Thomas Chandler Thacher (July 20, 1858 – April 11, 1945) was a U.S. representative from Massachusetts.

==Biography==
Born in Yarmouth Port, Massachusetts, Thacher attended the public schools. He was graduated from Adams Academy, Quincy, Massachusetts, in 1878 and from Harvard University in 1882. He became engaged in the wool business at Boston in 1882. He served as president of the Barnstable County Agricultural Society. He served as president of the Cape Cod Pilgrim Memorial Association. He served as chairman of the Yarmouth Port Planning Board. He served as chairman of the Provincetown Tercentenary Commission in 1920.

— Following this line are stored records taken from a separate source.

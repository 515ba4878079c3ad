//! YAML rendering of synthesized policies
//!
//! Output order is fixed entirely by grouping and rule derivation; rendering
//! only emits one document per policy with `---` between consecutive
//! documents.

use std::path::Path;

use netsynth_common::policy::CiliumNetworkPolicy;
use netsynth_common::{Error, Result, CILIUM_POLICY_KIND, DOCUMENT_SEPARATOR};
use tracing::debug;

use crate::rules::PolicyObject;

/// Render a single policy resource as one YAML document
pub fn render_policy(policy: &CiliumNetworkPolicy) -> Result<String> {
    serde_yaml::to_string(policy)
        .map_err(|e| Error::serialization_for_kind(CILIUM_POLICY_KIND, e.to_string()))
}

/// Render policies as a multi-document YAML stream.
///
/// No separator precedes the first document or follows the last. An empty
/// slice renders as an empty string.
pub fn render_policies(policies: &[PolicyObject]) -> Result<String> {
    let mut out = String::new();
    for (i, policy) in policies.iter().enumerate() {
        if i > 0 {
            out.push_str(DOCUMENT_SEPARATOR);
            out.push('\n');
        }
        let doc = render_policy(&policy.to_cilium())?;
        out.push_str(&doc);
        if !doc.ends_with('\n') {
            out.push('\n');
        }
    }
    Ok(out)
}

/// Render policies and write them to `path`, creating parent directories.
///
/// Refuses to write an empty policy set.
pub fn write_policies(policies: &[PolicyObject], path: &Path) -> Result<()> {
    if policies.is_empty() {
        return Err(Error::NoPolicies);
    }

    let content = render_policies(policies)?;
    if let Some(dir) = path.parent().filter(|d| !d.as_os_str().is_empty()) {
        std::fs::create_dir_all(dir)?;
    }
    std::fs::write(path, content)?;

    debug!(path = %path.display(), policies = policies.len(), "wrote policy file");
    Ok(())
}

#[cfg(test)]
mod tests {
    use super::*;
    use crate::rules::{PermissionRule, PortProtocol};
    use netsynth_common::{LabelSet, Protocol};
    use std::collections::BTreeSet;

    fn labels(pairs: &[(&str, &str)]) -> LabelSet {
        pairs.iter().copied().collect()
    }

    fn policy(app: &str, source: &str, ports: &[u16]) -> PolicyObject {
        PolicyObject {
            name: format!("{app}-policy"),
            namespace: "default".to_string(),
            selector: labels(&[("app", app)]),
            rules: vec![PermissionRule {
                source_selector: labels(&[("app", source)]),
                ports: ports
                    .iter()
                    .map(|p| PortProtocol::new(*p, Protocol::Tcp))
                    .collect::<BTreeSet<_>>(),
            }],
        }
    }

    #[test]
    fn story_single_policy_renders_expected_document() {
        let yaml = render_policies(&[policy("catalog", "frontend", &[8080])]).unwrap();
        let doc: serde_yaml::Value = serde_yaml::from_str(&yaml).unwrap();

        assert_eq!(doc["apiVersion"].as_str(), Some("cilium.io/v2"));
        assert_eq!(doc["kind"].as_str(), Some("CiliumNetworkPolicy"));
        assert_eq!(doc["metadata"]["name"].as_str(), Some("catalog-policy"));
        assert_eq!(doc["metadata"]["namespace"].as_str(), Some("default"));
        assert_eq!(
            doc["spec"]["endpointSelector"]["matchLabels"]["app"].as_str(),
            Some("catalog")
        );
        let port = &doc["spec"]["ingress"][0]["toPorts"][0]["ports"][0];
        // Port stays a string, not an integer
        assert_eq!(port["port"].as_str(), Some("8080"));
        assert_eq!(port["protocol"].as_str(), Some("TCP"));
        assert!(!yaml.starts_with("---"));
    }

    #[test]
    fn story_documents_are_separated_without_leading_or_trailing_marker() {
        let yaml = render_policies(&[
            policy("api", "web", &[80]),
            policy("db", "api", &[5432]),
            policy("cache", "api", &[6379]),
        ])
        .unwrap();

        let separators = yaml.lines().filter(|l| *l == "---").count();
        assert_eq!(separators, 2);
        assert!(!yaml.starts_with("---"));
        assert!(!yaml.trim_end().ends_with("---"));
    }

    #[test]
    fn empty_slice_renders_empty_string() {
        assert_eq!(render_policies(&[]).unwrap(), "");
    }

    #[test]
    fn rendering_is_repeatable() {
        let policies = vec![policy("api", "web", &[443, 80])];
        assert_eq!(
            render_policies(&policies).unwrap(),
            render_policies(&policies).unwrap()
        );
    }

    #[test]
    fn write_refuses_empty_policy_set() {
        let dir = tempfile::tempdir().unwrap();
        let err = write_policies(&[], &dir.path().join("policy.yaml")).unwrap_err();
        assert!(matches!(err, Error::NoPolicies));
    }

    #[test]
    fn write_creates_parent_directories() {
        let dir = tempfile::tempdir().unwrap();
        let path = dir.path().join("out").join("nested").join("policy.yaml");
        write_policies(&[policy("api", "web", &[80])], &path).unwrap();

        let content = std::fs::read_to_string(&path).unwrap();
        assert!(content.contains("name: api-policy"));
    }
}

Thacher was elected as a Democrat to the 63rd Congress (March 4, 1913 – March 3, 1915). He was an unsuccessful candidate for reelection in 1914. After his service in Congress, he became a writer on business topics and also engaged in his former business pursuits. He died in Boston, Massachusetts, April 11, 1945. He was interred in Woodside Cemetery, Yarmouth Port, Massachusetts.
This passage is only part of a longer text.